Also shown in FIG. 1 is an interspace (15) which focuses propellant-generated gasses against disc (14) to aid in driving disc (14), filter component (13) and enclosed particulate discs (12) and disc fragments, forward through end plug (5) and eventually into a predetermined ballistic pathway, the initial firing, the size and weight of disc (14), and air resistance tending to initially fracture particulate discs at either end of the charge package while air friction, buffeting action, and a Bernuli effect tend to further break down fragments to generate a concentration of smaller particulates capable of diffusing through the pores or holes in filter component (13), forming the desired cloud.

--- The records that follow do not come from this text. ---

//! Encoding helpers for values placed into request paths.
//!
//! Site names are free text chosen by BigFix operators and routinely contain
//! spaces or slashes. They MUST go through [`url::encode_path_segment`] before
//! being formatted into a path.
//!
//! ```rust
//! use bigfix_client::security::url;
//!
//! let path = format!("/api/site/custom/{}", url::encode_path_segment("Patches/Windows 10"));
//! assert_eq!(path, "/api/site/custom/Patches%2FWindows%2010");
//! ```

/// URL encoding utilities.
pub mod url {
    /// Percent-encode a value for use as exactly one path segment.
    ///
    /// Everything outside the unreserved set is encoded, so `/`, `?` and `#`
    /// cannot change the shape of the path.
    #[must_use]
    pub fn encode_path_segment(value: &str) -> String {
        urlencoding::encode(value).into_owned()
    }
}
//! Durable, filesystem-backed staging of outbound report parts.

use std::fs;
use std::io;
use std::io::Write;
use std::path::PathBuf;

use mockall::automock;
use tracing::debug;
use uuid::Uuid;

pub type QueueError = Box<dyn std::error::Error + Send + Sync>;

/// Durable store of pending outbound payloads.
///
/// Presence in the store *is* the item's state: an entry exists from
/// [`enqueue`](QueueStore::enqueue) until [`remove`](QueueStore::remove),
/// and `remove` is only called after the collector acknowledged delivery.
/// All operations are used from a single caller at a time; atomic filesystem
/// create/delete is the only synchronization relied upon.
#[cfg_attr(any(test, feature = "test-export-mocks"), automock)]
pub trait QueueStore: Send + Sync {
    /// Stages a payload under a fresh unique id and returns the id.
    /// Must never overwrite an existing entry.
    fn enqueue(&self, payload: &str) -> Result<String, QueueError>;

    /// All currently staged item ids, sorted by name for a deterministic
    /// processing order.
    fn list_pending(&self) -> Result<Vec<String>, QueueError>;

    /// Returns the stored payload for `id`.
    fn read(&self, id: &str) -> Result<String, QueueError>;

    /// Deletes the entry. Removing an absent entry is a no-op, so duplicate
    /// removal attempts are tolerated.
    fn remove(&self, id: &str) -> Result<(), QueueError>;
}

/// Filesystem queue: one plain UTF-8 text file per item under `dir`, the
/// file name (minus extension) doubling as the item id.
pub struct FsQueueStore {
    dir: PathBuf,
}

impl FsQueueStore {
    pub fn new(dir: impl Into<PathBuf>) -> Self {
        Self { dir: dir.into() }
    }

    fn item_path(&self, id: &str) -> PathBuf {
        self.dir.join(format!("{id}.txt"))
    }
}

impl QueueStore for FsQueueStore {
    fn enqueue(&self, payload: &str) -> Result<String, QueueError> {
        let id = Uuid::new_v4().simple().to_string();
        let path = self.item_path(&id);
        let mut file = fs::OpenOptions::new()
            .write(true)
            .create_new(true)
            .open(&path)?;
        file.write_all(payload.as_bytes())?;
        debug!(id = %id, bytes = payload.len(), "Enqueued payload");
        Ok(id)
    }

    fn list_pending(&self) -> Result<Vec<String>, QueueError> {
        let mut ids = Vec::new();
        for entry in fs::read_dir(&self.dir)? {
            let entry = entry?;
            if entry.path().is_dir() {
                continue;
            }
            let name = entry.file_name();
            let Some(name) = name.to_str() else { continue };
            if name.starts_with('.') {
                continue;
            }
            let id = name.strip_suffix(".txt").unwrap_or(name);
            ids.push(id.to_string());
        }
        ids.sort();
        Ok(ids)
    }

    fn read(&self, id: &str) -> Result<String, QueueError> {
        Ok(fs::read_to_string(self.item_path(id))?)
    }

    fn remove(&self, id: &str) -> Result<(), QueueError> {
        match fs::remove_file(self.item_path(id)) {
            Ok(()) => {
                debug!(id = %id, "Removed queue item");
                Ok(())
            }
            Err(e) if e.kind() == io::ErrorKind::NotFound => Ok(()),
            Err(e) => Err(e.into()),
        }
    }
}
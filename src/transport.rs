//! Pluggable delivery mechanisms for handing staged payloads to the
//! collector.
//!
//! Two interchangeable variants, selected by configuration: a JSON
//! request/response call against the collector's HTTP endpoint, and a raw
//! byte-stream socket protocol. Neither retries internally and neither keeps
//! state on failure; retry is the delivery loop's responsibility.

use async_trait::async_trait;
use mockall::automock;
use serde::Serialize;
use tokio::io::{AsyncReadExt, AsyncWriteExt};
use tokio::net::TcpStream;
use tracing::{debug, info, warn};

pub type TransportError = Box<dyn std::error::Error + Send + Sync>;

/// Delivers one staged payload to the collector at `target`.
///
/// `Ok(true)` means the collector accepted the payload, `Ok(false)` means it
/// answered but rejected it; a transport-level error surfaces as `Err`. The
/// caller treats the last two the same: the item stays queued.
#[cfg_attr(any(test, feature = "test-export-mocks"), automock)]
#[async_trait]
pub trait Transport: Send + Sync {
    async fn deliver(&self, target: &str, payload: &str) -> Result<bool, TransportError>;
}

#[derive(Serialize)]
struct SendReportRequest<'a> {
    rest_id: &'a str,
    rep_title: &'a str,
    rep_text: &'a str,
}

/// Request/response variant: `POST {target}/send_rep` with a JSON body.
/// The payload's first line becomes the report title, the remainder the
/// report text.
pub struct HttpTransport {
    client: reqwest::Client,
    rest_id: String,
}

impl HttpTransport {
    pub fn new(rest_id: String) -> Self {
        Self {
            client: reqwest::Client::new(),
            rest_id,
        }
    }
}

#[async_trait]
impl Transport for HttpTransport {
    async fn deliver(&self, target: &str, payload: &str) -> Result<bool, TransportError> {
        let base = if target.starts_with("http://") || target.starts_with("https://") {
            target.to_string()
        } else {
            format!("http://{target}")
        };
        let url = format!("{}/send_rep", base.trim_end_matches('/'));

        let (title, body) = match payload.split_once('\n') {
            Some((title, body)) => (title, body),
            None => (payload, ""),
        };
        let request = SendReportRequest {
            rest_id: &self.rest_id,
            rep_title: title,
            rep_text: body,
        };

        info!(url = %url, title = %title, "Posting report to collector");
        let response = self.client.post(&url).json(&request).send().await?;
        let status = response.status();
        let response_text = response.text().await.unwrap_or_default();
        if status.is_success() {
            debug!(%status, body = %response_text.trim(), "Collector accepted report");
            Ok(true)
        } else {
            warn!(%status, body = %response_text.trim(), "Collector rejected report");
            Ok(false)
        }
    }
}

/// Bytes read back from the collector for the acknowledgement.
const ACK_BUFFER_SIZE: usize = 128;
/// Token the collector's response must contain for the delivery to count.
const ACK_TOKEN: &str = "OK";

/// Stream variant: connect to `{target}:{port}`, write the UTF-8 message
/// with the account id prefixed to the title line, half-close, then read a
/// bounded response and look for the acknowledgement token.
pub struct StreamTransport {
    rest_id: String,
    port: u16,
}

impl StreamTransport {
    pub fn new(rest_id: String, port: u16) -> Self {
        Self { rest_id, port }
    }
}

#[async_trait]
impl Transport for StreamTransport {
    async fn deliver(&self, target: &str, payload: &str) -> Result<bool, TransportError> {
        let addr = format!("{}:{}", target, self.port);
        info!(addr = %addr, "Streaming report to collector");

        let mut stream = TcpStream::connect(&addr).await?;
        let message = format!("{} {}", self.rest_id, payload);
        stream.write_all(message.as_bytes()).await?;
        // Half-close so the collector sees the end of the message and can
        // answer; the read side stays open for the acknowledgement.
        stream.shutdown().await?;

        let mut buf = vec![0u8; ACK_BUFFER_SIZE];
        let n = stream.read(&mut buf).await?;
        let reply = String::from_utf8_lossy(&buf[..n]);
        debug!(addr = %addr, reply = %reply.trim(), "Collector stream response");
        if reply.contains(ACK_TOKEN) {
            Ok(true)
        } else {
            warn!(addr = %addr, reply = %reply.trim(), "No acknowledgement token in response");
            Ok(false)
        }
    }
}
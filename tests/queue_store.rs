use report_relay::queue::{FsQueueStore, QueueStore};
use tempfile::tempdir;

#[test]
fn enqueued_payload_is_listed_and_readable() {
    let dir = tempdir().expect("temp dir");
    let queue = FsQueueStore::new(dir.path());

    let id = queue.enqueue("Z-Report\ntotal 42").expect("enqueue");

    let pending = queue.list_pending().expect("list");
    assert_eq!(pending, vec![id.clone()]);
    assert_eq!(queue.read(&id).expect("read"), "Z-Report\ntotal 42");
}

#[test]
fn enqueue_assigns_a_fresh_id_per_item() {
    let dir = tempdir().expect("temp dir");
    let queue = FsQueueStore::new(dir.path());

    let first = queue.enqueue("one").expect("enqueue");
    let second = queue.enqueue("two").expect("enqueue");

    assert_ne!(first, second);
    assert_eq!(queue.list_pending().expect("list").len(), 2);
}

#[test]
fn listing_is_sorted_by_name() {
    let dir = tempdir().expect("temp dir");
    let queue = FsQueueStore::new(dir.path());

    for i in 0..5 {
        queue.enqueue(&format!("payload {i}")).expect("enqueue");
    }

    let pending = queue.list_pending().expect("list");
    let mut sorted = pending.clone();
    sorted.sort();
    assert_eq!(pending, sorted);
}

#[test]
fn remove_deletes_the_entry() {
    let dir = tempdir().expect("temp dir");
    let queue = FsQueueStore::new(dir.path());

    let id = queue.enqueue("payload").expect("enqueue");
    queue.remove(&id).expect("remove");

    assert!(queue.list_pending().expect("list").is_empty());
    assert!(queue.read(&id).is_err());
}

#[test]
fn removing_an_absent_entry_is_a_no_op() {
    let dir = tempdir().expect("temp dir");
    let queue = FsQueueStore::new(dir.path());

    let id = queue.enqueue("payload").expect("enqueue");
    queue.remove(&id).expect("first remove");
    queue.remove(&id).expect("second remove must be a no-op");
    queue.remove("never-existed").expect("unknown id must be a no-op");
}

#[test]
fn hidden_files_are_not_listed() {
    let dir = tempdir().expect("temp dir");
    let queue = FsQueueStore::new(dir.path());
    std::fs::write(dir.path().join(".DS_Store"), "junk").expect("write");

    queue.enqueue("payload").expect("enqueue");

    assert_eq!(queue.list_pending().expect("list").len(), 1);
}
use std::fs;
use std::path::Path;
use std::time::Duration;

use anyhow::Result;
use regex::Regex;
use serde::Deserialize;
use tracing::{error, info};

use crate::config::{Config, TransportSelection};
use crate::extract::{Marker, Matcher};

#[derive(Deserialize)]
struct StaticConfig {
    watch_dir: std::path::PathBuf,
    archive_dir: std::path::PathBuf,
    queue_dir: std::path::PathBuf,
    #[serde(default)]
    markers: Vec<MarkerYaml>,
    extract_interval_secs: u64,
    deliver_interval_secs: u64,
    discovery_url: String,
    default_addr: String,
    account_id: String,
    max_part_size: usize,
    transport: TransportYaml,
}

#[derive(Deserialize)]
struct MarkerYaml {
    name: String,
    start: String,
    #[serde(default)]
    end: Option<String>,
    #[serde(default)]
    include_boundaries: bool,
    #[serde(default)]
    kind: MatchKindYaml,
}

#[derive(Deserialize, Default, Clone, Copy)]
#[serde(rename_all = "lowercase")]
enum MatchKindYaml {
    #[default]
    Literal,
    Regex,
}

#[derive(Deserialize)]
#[serde(tag = "type", rename_all = "lowercase")]
enum TransportYaml {
    Http,
    Stream { port: u16 },
}

/// Loads the static YAML config file and validates it into a runtime
/// [`Config`]. Every shape error surfaces here, before any loop starts.
pub fn load_config<P: AsRef<Path>>(path: P) -> Result<Config> {
    let path_ref = path.as_ref();
    info!(config_path = ?path_ref, "Loading configuration from file");

    let config_content = match fs::read_to_string(path_ref) {
        Ok(content) => content,
        Err(e) => {
            error!(error = ?e, config_path = ?path_ref, "Failed to read config file");
            return Err(anyhow::anyhow!(
                "Failed to read config file {:?}: {}",
                path_ref,
                e
            ));
        }
    };

    let static_conf: StaticConfig = match serde_yaml::from_str(&config_content) {
        Ok(conf) => conf,
        Err(e) => {
            error!(error = ?e, config_path = ?path_ref, "Failed to parse config YAML");
            return Err(anyhow::anyhow!("Failed to parse config YAML: {e}"));
        }
    };

    if static_conf.markers.is_empty() {
        error!("Config declares no markers");
        anyhow::bail!("Config must declare at least one marker");
    }
    if static_conf.max_part_size == 0 {
        error!("max_part_size is zero");
        anyhow::bail!("max_part_size must be at least 1");
    }
    if static_conf.account_id.trim().is_empty() {
        error!("account_id is empty");
        anyhow::bail!("account_id must not be empty");
    }

    let mut markers = Vec::with_capacity(static_conf.markers.len());
    for marker in static_conf.markers {
        markers.push(compile_marker(marker)?);
    }

    let transport = match static_conf.transport {
        TransportYaml::Http => TransportSelection::Http,
        TransportYaml::Stream { port } => TransportSelection::Stream { port },
    };

    info!(
        markers_count = markers.len(),
        transport = ?transport,
        watch_dir = %static_conf.watch_dir.display(),
        "Config loaded and validated successfully"
    );

    Ok(Config {
        watch_dir: static_conf.watch_dir,
        archive_dir: static_conf.archive_dir,
        queue_dir: static_conf.queue_dir,
        markers,
        extract_interval: Duration::from_secs(static_conf.extract_interval_secs),
        deliver_interval: Duration::from_secs(static_conf.deliver_interval_secs),
        discovery_url: static_conf.discovery_url,
        default_addr: static_conf.default_addr,
        account_id: static_conf.account_id,
        max_part_size: static_conf.max_part_size,
        transport,
    })
}

fn compile_marker(raw: MarkerYaml) -> Result<Marker> {
    if raw.name.trim().is_empty() {
        error!("Marker with an empty name in config");
        anyhow::bail!("Every marker must have a non-empty name");
    }
    if raw.start.is_empty() {
        error!(marker = %raw.name, "Marker has an empty start pattern");
        anyhow::bail!("Marker {:?} has an empty start pattern", raw.name);
    }

    let start = compile_matcher(&raw.name, raw.kind, raw.start)?;
    // An absent or empty end pattern means the report runs to end of file.
    let end = match raw.end {
        Some(pattern) if !pattern.is_empty() => {
            Some(compile_matcher(&raw.name, raw.kind, pattern)?)
        }
        _ => None,
    };

    info!(
        marker = %raw.name,
        has_end = end.is_some(),
        include_boundaries = raw.include_boundaries,
        "Parsed marker from config"
    );
    Ok(Marker {
        name: raw.name,
        start,
        end,
        include_boundaries: raw.include_boundaries,
    })
}

fn compile_matcher(name: &str, kind: MatchKindYaml, pattern: String) -> Result<Matcher> {
    match kind {
        MatchKindYaml::Literal => Ok(Matcher::Literal(pattern)),
        MatchKindYaml::Regex => match Regex::new(&pattern) {
            Ok(re) => Ok(Matcher::Pattern(re)),
            Err(e) => {
                error!(marker = %name, pattern = %pattern, error = %e, "Invalid marker regex");
                Err(anyhow::anyhow!("Invalid regex for marker {name:?}: {e}"))
            }
        },
    }
}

FIG. 2, further demonstrates the initial compressed particulate charge of indeterminate size and length separated from the casing in pre-firing condition as a stack of particulate discs (12A), endwise comprising a plurality of laterally-compressed fiber ends (18A) (not shown as such) within filter component (13A).
FIG. 3 demonstrates a modified version of the vehicle or shell of FIG. 1, in which a convex movable metal disc (14B) and stacked rupturable particulate discs or wafers (12B) are slideably mounted on a supporting spindle (17B) which, in turn, is endwise bonded to a reinforced end plug (5B).
FIG. 4 is a partial schematic representation of an art-recognized device and technique for producing laterally compressed cuttable fiber rods comprised of a plurality of fibers or filaments (18C) of a homogeneous or heterogeneous nature by the steps of pulling a hank through a die or collector ring (19C) to form a compressed rod bundle (20C), which is then conventionally bound, using a wrapping means (22C) equipped with wrapping thread or roving (21C) and a rotatable spool (23C) as described, for instance, in U.S. Pat. No. 3,221,875.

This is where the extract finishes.